Can be found here: https://github.com/franzbecker/spring-bom-problem/blob/master/build.gradle

Related issues

#17698 previous discussion on this issue
#12790 similar discussion but the author had another issue

Possible solutions

Rename jackson.version to jackson-bom.version (proposed here #12790 (comment) as well).

I would argue that this naming would represent the semantics better as this property defines which version of the Jackson BOM is imported, not the Jackson version itself.

Another solution I could think of would be to allow a more fine-grained control of the overrides in the "Dependency Management Plugin".

[snicoll]

Thanks for the detailed report. I disagree that renaming jackson to jackson-bom is a solution as it's just working around the underlying problem as I understand it.

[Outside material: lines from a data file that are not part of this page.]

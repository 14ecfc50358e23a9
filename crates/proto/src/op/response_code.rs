// Copyright 2015-2023 Benjamin Fry <benjaminfry@me.com>
//
// Licensed under the Apache License, Version 2.0, <LICENSE-APACHE or
// https://apache.org/licenses/LICENSE-2.0> or the MIT license <LICENSE-MIT or
// https://opensource.org/licenses/MIT>, at your option. This file may not be
// copied, modified, or distributed except according to those terms.

//! Response codes, and their split between the message header and the OPT record

use std::fmt::{self, Display, Formatter};

#[cfg(feature = "serde")]
use serde::{Deserialize, Serialize};

/// The status code of the response to a query.
///
/// The message header only has room for the low 4 bits; with EDNS the high 8 bits travel in the
///  TTL field of the OPT record, [RFC 6891](https://tools.ietf.org/html/rfc6891#section-6.1.3).
///
/// ```text
/// EXTENDED-RCODE
///    Forms the upper 8 bits of extended 12-bit RCODE (together with the
///    4 bits defined in [RFC1035].  Note that EXTENDED-RCODE value 0
///    indicates that an unextended RCODE is in use (values 0 through
///    15).
/// ```
///
/// Code 16 is shared between BADVERS and TSIG's BADSIG; as this library only deals with the OPT
///  record, 16 is always read as [`ResponseCode::BADVERS`].
#[cfg_attr(feature = "serde", derive(Deserialize, Serialize))]
#[derive(Debug, Eq, PartialEq, PartialOrd, Copy, Clone, Hash, Default)]
#[non_exhaustive]
pub enum ResponseCode {
    /// No Error [RFC 1035](https://tools.ietf.org/html/rfc1035)
    #[default]
    NoError,

    /// Format Error [RFC 1035](https://tools.ietf.org/html/rfc1035)
    FormErr,

    /// Server Failure [RFC 1035](https://tools.ietf.org/html/rfc1035)
    ServFail,

    /// Non-Existent Domain [RFC 1035](https://tools.ietf.org/html/rfc1035)
    NXDomain,

    /// Not Implemented [RFC 1035](https://tools.ietf.org/html/rfc1035)
    NotImp,

    /// Query Refused [RFC 1035](https://tools.ietf.org/html/rfc1035)
    Refused,

    /// Name Exists when it should not [RFC 2136](https://tools.ietf.org/html/rfc2136)
    YXDomain,

    /// RR Set Exists when it should not [RFC 2136](https://tools.ietf.org/html/rfc2136)
    YXRRSet,

    /// RR Set that should exist does not [RFC 2136](https://tools.ietf.org/html/rfc2136)
    NXRRSet,

    /// Server Not Authoritative for zone [RFC 2136](https://tools.ietf.org/html/rfc2136)
    /// or Not Authorized [RFC 2845](https://tools.ietf.org/html/rfc2845)
    NotAuth,

    /// Name not contained in zone [RFC 2136](https://tools.ietf.org/html/rfc2136)
    NotZone,

    /// Bad OPT Version [RFC 6891](https://tools.ietf.org/html/rfc6891#section-9)
    BADVERS,

    /// Key not recognized [RFC 2845](https://tools.ietf.org/html/rfc2845)
    BADKEY,

    /// Signature out of time window [RFC 2845](https://tools.ietf.org/html/rfc2845)
    BADTIME,

    /// Bad TKEY Mode [RFC 2930](https://tools.ietf.org/html/rfc2930#section-2.6)
    BADMODE,

    /// Duplicate key name [RFC 2930](https://tools.ietf.org/html/rfc2930#section-2.6)
    BADNAME,

    /// Algorithm not supported [RFC 2930](https://tools.ietf.org/html/rfc2930#section-2.6)
    BADALG,

    /// Bad Truncation [RFC 4635](https://tools.ietf.org/html/rfc4635#section-4)
    BADTRUNC,

    /// Bad/missing server cookie [RFC 7873](https://tools.ietf.org/html/rfc7873#section-8)
    BADCOOKIE,

    /// An unknown or unregistered response code was received.
    Unknown(u16),
}

impl ResponseCode {
    /// returns the lower 4 bits of the response code (for the original header portion of the code)
    pub fn low(self) -> u8 {
        (u16::from(self) & 0x000F) as u8
    }

    /// returns the high 8 bits for the EDNS portion of the response code
    pub fn high(self) -> u8 {
        ((u16::from(self) & 0x0FF0) >> 4) as u8
    }

    /// DNS can not store the entire space of ResponseCodes in 4 bit space of the Header, this function
    ///   allows for a initial value of the first 4 bits to be set.
    ///
    /// After the EDNS is read, the entire ResponseCode (12 bits) can be reconstructed for the full ResponseCode.
    pub fn from_low(low: u8) -> Self {
        (u16::from(low) & 0x000F).into()
    }

    /// Combines the EDNS high and low from the Header to produce the Extended ResponseCode
    pub fn from(high: u8, low: u8) -> Self {
        ((u16::from(high) << 4) | (u16::from(low) & 0x000F)).into()
    }

    /// Transforms the response code into the human message
    pub fn to_str(self) -> &'static str {
        match self {
            Self::NoError => "No Error",
            Self::FormErr => "Form Error",
            Self::ServFail => "Server Failure",
            Self::NXDomain => "Non-Existent Domain",
            Self::NotImp => "Not Implemented",
            Self::Refused => "Query Refused",
            Self::YXDomain => "Name should not exist",
            Self::YXRRSet => "RR Set should not exist",
            Self::NXRRSet => "RR Set does not exist",
            Self::NotAuth => "Not authorized",
            Self::NotZone => "Name not in zone",
            Self::BADVERS => "Bad option version",
            Self::BADKEY => "Key not recognized",
            Self::BADTIME => "Signature out of time window",
            Self::BADMODE => "Bad TKEY mode",
            Self::BADNAME => "Duplicate key name",
            Self::BADALG => "Algorithm not supported",
            Self::BADTRUNC => "Bad truncation",
            Self::BADCOOKIE => "Bad server cookie",
            Self::Unknown(_) => "Unknown response code",
        }
    }
}

impl Display for ResponseCode {
    fn fmt(&self, f: &mut Formatter<'_>) -> Result<(), fmt::Error> {
        f.write_str(self.to_str())
    }
}

/// Convert from `ResponseCode` to `u16`
///
/// ```
/// use hickory_edns::op::ResponseCode;
///
/// let var: u16 = ResponseCode::BADVERS.into();
/// assert_eq!(16, var);
/// ```
impl From<ResponseCode> for u16 {
    fn from(rt: ResponseCode) -> Self {
        match rt {
            ResponseCode::NoError => 0,
            ResponseCode::FormErr => 1,
            ResponseCode::ServFail => 2,
            ResponseCode::NXDomain => 3,
            ResponseCode::NotImp => 4,
            ResponseCode::Refused => 5,
            ResponseCode::YXDomain => 6,
            ResponseCode::YXRRSet => 7,
            ResponseCode::NXRRSet => 8,
            ResponseCode::NotAuth => 9,
            ResponseCode::NotZone => 10,
            // 11-15    Unassigned
            ResponseCode::BADVERS => 16,
            ResponseCode::BADKEY => 17,
            ResponseCode::BADTIME => 18,
            ResponseCode::BADMODE => 19,
            ResponseCode::BADNAME => 20,
            ResponseCode::BADALG => 21,
            ResponseCode::BADTRUNC => 22,
            ResponseCode::BADCOOKIE => 23,
            ResponseCode::Unknown(code) => code,
        }
    }
}

/// Convert from `u16` to `ResponseCode`
///
/// ```
/// use hickory_edns::op::ResponseCode;
///
/// let var: ResponseCode = 9.into();
/// assert_eq!(ResponseCode::NotAuth, var);
/// ```
impl From<u16> for ResponseCode {
    fn from(value: u16) -> Self {
        match value {
            0 => Self::NoError,
            1 => Self::FormErr,
            2 => Self::ServFail,
            3 => Self::NXDomain,
            4 => Self::NotImp,
            5 => Self::Refused,
            6 => Self::YXDomain,
            7 => Self::YXRRSet,
            8 => Self::NXRRSet,
            9 => Self::NotAuth,
            10 => Self::NotZone,
            16 => Self::BADVERS,
            17 => Self::BADKEY,
            18 => Self::BADTIME,
            19 => Self::BADMODE,
            20 => Self::BADNAME,
            21 => Self::BADALG,
            22 => Self::BADTRUNC,
            23 => Self::BADCOOKIE,
            code => Self::Unknown(code),
        }
    }
}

For those of you who are using 2.1.7 and are willing to use this version, here's a simplified build that does the job:

plugins {
	id 'org.springframework.boot' version '2.1.7.RELEASE'
	id 'java'
}

apply plugin: 'io.spring.dependency-management'

group = 'com.example'
version = '0.0.1-SNAPSHOT'
sourceCompatibility = '1.8'

repositories {
	mavenCentral()
}

dependencies {
	implementation 'org.springframework.boot:spring-boot-starter-web'
	testImplementation 'org.springframework.boot:spring-boot-starter-test'
}

dependencyManagement {
  imports {
    mavenBom 'com.fasterxml.jackson:jackson-bom:2.9.9.20190807'
  }
}

[wilkinsona]

Rename jackson.version to jackson-bom.version

I would argue that this naming would represent the semantics better as this property defines which version of the Jackson BOM is imported, not the Jackson version itself.

I find this argument compelling, particularly given the divergence of Jackson's version and its bom's version. It would also make things more consistent with Spring Data where we use spring-data-releasetrain rather than just spring-data for the property that controls the version of spring-data-releasetrain that is imported.

Another solution I could think of would be to allow a more fine-grained control of the overrides in the "Dependency Management Plugin".

Yes, I think any other change would have to be made in the dependency management plugin. For example, overrides could only be applied to properties in directly imported boms and not to those imported by an imported bom. That would, however, be a breaking change so it would probably need to be opt-in.